The title of "Zip Coon" or "Old Zip Coon" was used to signify a dandified free black man in northern United States. "Zip" was a diminutive of "Scipio", a name commonly used for slaves. According to Stuart Flexner, "coon" was short for "raccoon" and by 1832 meant a frontier rustic and by 1840 also a Whig who had adopted coonskin cap as a symbol of white rural people. Although the song "Zip Coon" was published c.1830, at that time, "coon" was typically used to refer to someone white, it was only in 1848 when a clear use of the word "coon" to refer to a black person in a derogative sense appeared. It is possible that the negative racial connotation of the word evolved from "Zip Coon" and the common use of the word "coon" in minstrel shows. Another suggested derivation of the word meaning a black person is barracoon, an enclosure for slaves in transit that was increasingly used in the years before the American Civil War. However, on the stage, "coon" could have been used much earlier as a black character was named Raccoon in a 1767 colonial comic opera.
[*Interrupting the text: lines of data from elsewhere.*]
#![warn(missing_docs)]

//! Read-only snapshot of an articulated simulation model.
//!
//! A [`Model`] holds the flat arrays the marker projector reads: bodies with
//! their parent ids and static local offsets, geometries with their owner
//! body and shape parameters, and joints with their type and axis. Ids are
//! array indices. Body `0` is conventionally the world body.
//!
//! The model never changes while a projection runs. It is loaded once (for
//! example from a JSON dump of the simulation engine's model) and shared.
//!
//! Quaternions are stored scalar-first (`[w, x, y, z]`), the engine's
//! convention. Use the accessors that return [`Pose`] rather than reading
//! the raw arrays.

mod error;

use kinmark_math::{Pose, Vec3};
use serde::{de, Deserialize, Deserializer, Serialize};

pub use error::ModelError;

/// Index of a body in [`Model::bodies`].
pub type BodyId = usize;

/// Index of a geometry in [`Model::geoms`].
pub type GeomId = usize;

/// Index of a joint in [`Model::joints`].
pub type JointId = usize;

/// Index into the engine's mesh table.
pub type MeshId = usize;

const IDENTITY_QUAT: [f64; 4] = [1.0, 0.0, 0.0, 0.0];

fn identity_quat() -> [f64; 4] {
    IDENTITY_QUAT
}

fn parent_id<'de, D>(deserializer: D) -> Result<Option<BodyId>, D::Error>
where
    D: Deserializer<'de>,
{
    match Option::<i64>::deserialize(deserializer)? {
        None | Some(-1) => Ok(None),
        Some(id) => BodyId::try_from(id)
            .map(Some)
            .map_err(|_| de::Error::custom(format!("invalid parent id {id}"))),
    }
}

/// A type field written either as a name or as the engine's integer code.
#[derive(Deserialize)]
#[serde(untagged)]
enum KindRepr<T> {
    Native(i32),
    Named(T),
}

fn geom_kind<'de, D>(deserializer: D) -> Result<GeomKind, D::Error>
where
    D: Deserializer<'de>,
{
    match KindRepr::deserialize(deserializer)? {
        KindRepr::Named(kind) => Ok(kind),
        KindRepr::Native(code) => GeomKind::from_native(code)
            .ok_or_else(|| de::Error::custom(format!("unknown geom type code {code}"))),
    }
}

fn joint_kind<'de, D>(deserializer: D) -> Result<JointKind, D::Error>
where
    D: Deserializer<'de>,
{
    match KindRepr::deserialize(deserializer)? {
        KindRepr::Named(kind) => Ok(kind),
        KindRepr::Native(code) => JointKind::from_native(code)
            .ok_or_else(|| de::Error::custom(format!("unknown joint type code {code}"))),
    }
}

/// Geometry primitive type.
#[derive(Debug, Clone, Copy, PartialEq, Eq, Hash, Serialize, Deserialize)]
#[serde(rename_all = "snake_case")]
pub enum GeomKind {
    /// Infinite plane.
    Plane,
    /// Height field.
    HeightField,
    /// Sphere; size is `[radius, _, _]`.
    Sphere,
    /// Capsule; size is `[radius, half_length, _]`.
    Capsule,
    /// Ellipsoid; size is the three radii.
    Ellipsoid,
    /// Cylinder; size is `[radius, half_length, _]`.
    Cylinder,
    /// Box; size is the three half-extents.
    Box,
    /// Triangle mesh referenced by [`Geom::mesh`].
    Mesh,
}

impl GeomKind {
    /// Decode the engine's integer geometry type.
    pub fn from_native(code: i32) -> Option<Self> {
        match code {
            0 => Some(Self::Plane),
            1 => Some(Self::HeightField),
            2 => Some(Self::Sphere),
            3 => Some(Self::Capsule),
            4 => Some(Self::Ellipsoid),
            5 => Some(Self::Cylinder),
            6 => Some(Self::Box),
            7 => Some(Self::Mesh),
            _ => None,
        }
    }

    /// The engine's integer geometry type.
    pub fn native_code(self) -> i32 {
        match self {
            Self::Plane => 0,
            Self::HeightField => 1,
            Self::Sphere => 2,
            Self::Capsule => 3,
            Self::Ellipsoid => 4,
            Self::Cylinder => 5,
            Self::Box => 6,
            Self::Mesh => 7,
        }
    }
}

/// Joint type.
#[derive(Debug, Clone, Copy, PartialEq, Eq, Hash, Serialize, Deserialize)]
#[serde(rename_all = "snake_case")]
pub enum JointKind {
    /// Six degrees of freedom.
    Free,
    /// Three rotational degrees of freedom.
    Ball,
    /// Translation along [`Joint::axis`].
    Slide,
    /// Rotation about [`Joint::axis`].
    Hinge,
}

impl JointKind {
    /// Decode the engine's integer joint type.
    pub fn from_native(code: i32) -> Option<Self> {
        match code {
            0 => Some(Self::Free),
            1 => Some(Self::Ball),
            2 => Some(Self::Slide),
            3 => Some(Self::Hinge),
            _ => None,
        }
    }

    /// The engine's integer joint type.
    pub fn native_code(self) -> i32 {
        match self {
            Self::Free => 0,
            Self::Ball => 1,
            Self::Slide => 2,
            Self::Hinge => 3,
        }
    }
}

/// A rigid body.
#[derive(Debug, Clone, PartialEq, Serialize, Deserialize)]
pub struct Body {
    /// Optional unique name.
    #[serde(default)]
    pub name: Option<String>,
    /// Parent body. `None`, or the body's own id, marks a tree root.
    /// Engine dumps write `-1` for "no parent"; that reads as `None`.
    #[serde(default, deserialize_with = "parent_id")]
    pub parent: Option<BodyId>,
    /// Offset from the parent frame.
    #[serde(default)]
    pub pos: [f64; 3],
    /// Rotation relative to the parent frame, scalar-first.
    #[serde(default = "identity_quat")]
    pub quat: [f64; 4],
    /// Joints attaching this body to its parent.
    #[serde(default)]
    pub joints: Vec<JointId>,
}

impl Body {
    /// Static pose of this body in its parent's frame.
    pub fn local_pose(&self) -> Pose {
        Pose::from_wxyz(self.pos, self.quat)
    }
}

/// A geometry attached to a body.
#[derive(Debug, Clone, PartialEq, Serialize, Deserialize)]
pub struct Geom {
    /// Optional unique name.
    #[serde(default)]
    pub name: Option<String>,
    /// Owning body.
    pub body: BodyId,
    /// Primitive type, by name or engine code.
    #[serde(deserialize_with = "geom_kind")]
    pub kind: GeomKind,
    /// Offset from the owning body's frame.
    #[serde(default)]
    pub pos: [f64; 3],
    /// Rotation relative to the owning body's frame, scalar-first.
    #[serde(default = "identity_quat")]
    pub quat: [f64; 4],
    /// Native size parameters. Present for every kind except [`GeomKind::Mesh`].
    #[serde(default)]
    pub size: Option<[f64; 3]>,
    /// Mesh table entry. Present only for [`GeomKind::Mesh`].
    #[serde(default)]
    pub mesh: Option<MeshId>,
}

impl Geom {
    /// Static pose of this geometry in its owner's frame.
    pub fn local_pose(&self) -> Pose {
        Pose::from_wxyz(self.pos, self.quat)
    }
}

/// A joint.
#[derive(Debug, Clone, PartialEq, Serialize, Deserialize)]
pub struct Joint {
    /// Optional unique name.
    #[serde(default)]
    pub name: Option<String>,
    /// Joint type, by name or engine code.
    #[serde(deserialize_with = "joint_kind")]
    pub kind: JointKind,
    /// Motion axis.
    #[serde(default = "default_axis")]
    pub axis: [f64; 3],
}

fn default_axis() -> [f64; 3] {
    [0.0, 0.0, 1.0]
}

impl Joint {
    /// Motion axis as a vector.
    pub fn axis_vec(&self) -> Vec3 {
        Vec3::from(self.axis)
    }
}

/// A simulation model snapshot.
#[derive(Debug, Clone, PartialEq, Serialize, Deserialize)]
pub struct Model {
    /// Format version string.
    #[serde(default = "default_version")]
    pub version: String,
    /// All bodies, indexed by [`BodyId`].
    pub bodies: Vec<Body>,
    /// All geometries, indexed by [`GeomId`].
    #[serde(default)]
    pub geoms: Vec<Geom>,
    /// All joints, indexed by [`JointId`].
    #[serde(default)]
    pub joints: Vec<Joint>,
}

fn default_version() -> String {
    "0.1".to_string()
}

impl Default for Model {
    fn default() -> Self {
        Self {
            version: default_version(),
            bodies: Vec::new(),
            geoms: Vec::new(),
            joints: Vec::new(),
        }
    }
}

impl Model {
    /// Create an empty model.
    pub fn new() -> Self {
        Self::default()
    }

    /// Serialize to JSON string.
    pub fn to_json(&self) -> Result<String, ModelError> {
        Ok(serde_json::to_string_pretty(self)?)
    }

    /// Deserialize from JSON string and validate.
    pub fn from_json(json: &str) -> Result<Self, ModelError> {
        let model: Self = serde_json::from_str(json)?;
        model.validate()?;
        Ok(model)
    }

    /// Parent of every body, in id order.
    pub fn parent_ids(&self) -> Vec<Option<BodyId>> {
        self.bodies.iter().map(|b| b.parent).collect()
    }

    /// Owner of every geometry, in id order.
    pub fn owner_ids(&self) -> Vec<BodyId> {
        self.geoms.iter().map(|g| g.body).collect()
    }

    /// Look up a body by name.
    pub fn body_id(&self, name: &str) -> Option<BodyId> {
        self.bodies
            .iter()
            .position(|b| b.name.as_deref() == Some(name))
    }

    /// Look up a geometry by name.
    pub fn geom_id(&self, name: &str) -> Option<GeomId> {
        self.geoms.iter().position(|g| g.name.as_deref() == Some(name))
    }

    /// Look up a joint by name.
    pub fn joint_id(&self, name: &str) -> Option<JointId> {
        self.joints
            .iter()
            .position(|j| j.name.as_deref() == Some(name))
    }

    /// Display name of a body: its name, or `#id`.
    pub fn body_label(&self, id: BodyId) -> String {
        match self.bodies.get(id).and_then(|b| b.name.as_deref()) {
            Some(name) => name.to_string(),
            None => format!("#{id}"),
        }
    }

    /// Check index consistency and shape encoding.
    ///
    /// Parent relations are not checked for cycles here; traversal guards
    /// against those.
    pub fn validate(&self) -> Result<(), ModelError> {
        if self.bodies.is_empty() {
            return Err(ModelError::Empty);
        }

        for (id, body) in self.bodies.iter().enumerate() {
            if let Some(parent) = body.parent {
                if parent >= self.bodies.len() {
                    return Err(ModelError::ParentOutOfRange { body: id, parent });
                }
            }
            if let Some(&joint) = body.joints.iter().find(|&&j| j >= self.joints.len()) {
                return Err(ModelError::JointOutOfRange { body: id, joint });
            }
        }

        for (id, geom) in self.geoms.iter().enumerate() {
            if geom.body >= self.bodies.len() {
                return Err(ModelError::OwnerOutOfRange {
                    geom: id,
                    body: geom.body,
                });
            }
            let well_formed = match geom.kind {
                GeomKind::Mesh => geom.mesh.is_some() && geom.size.is_none(),
                _ => geom.size.is_some() && geom.mesh.is_none(),
            };
            if !well_formed {
                return Err(ModelError::ShapeMismatch {
                    geom: id,
                    kind: geom.kind,
                });
            }
        }

        Ok(())
    }
}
The song was first performed by Bob Farrell, and popularized by George Washington Dixon in the 1830s. This version was first published between 1829 and 1834 in either New York or Baltimore. Dixon, and Bob Farrell and George Nicholls had separately claimed to have written the song, and the dispute has not been resolved. Ohio songwriter Daniel Decatur Emmett is sometimes erroneously credited as the song's author.

The song gave rise to the blackface minstrel show character Zip Coon.

===Music and lyrics===
"Zip Coon" has a vocal range of an octave and a minor sixth. Both the verse and the chorus end on the tonic, and both begin a major third above the tonic. In the verse, the highest note is a fifth above the tonic and the lowest is a minor sixth below. In the chorus, the highest note is an octave above the last note, and the lowest is the last note itself. The song stays in key throughout.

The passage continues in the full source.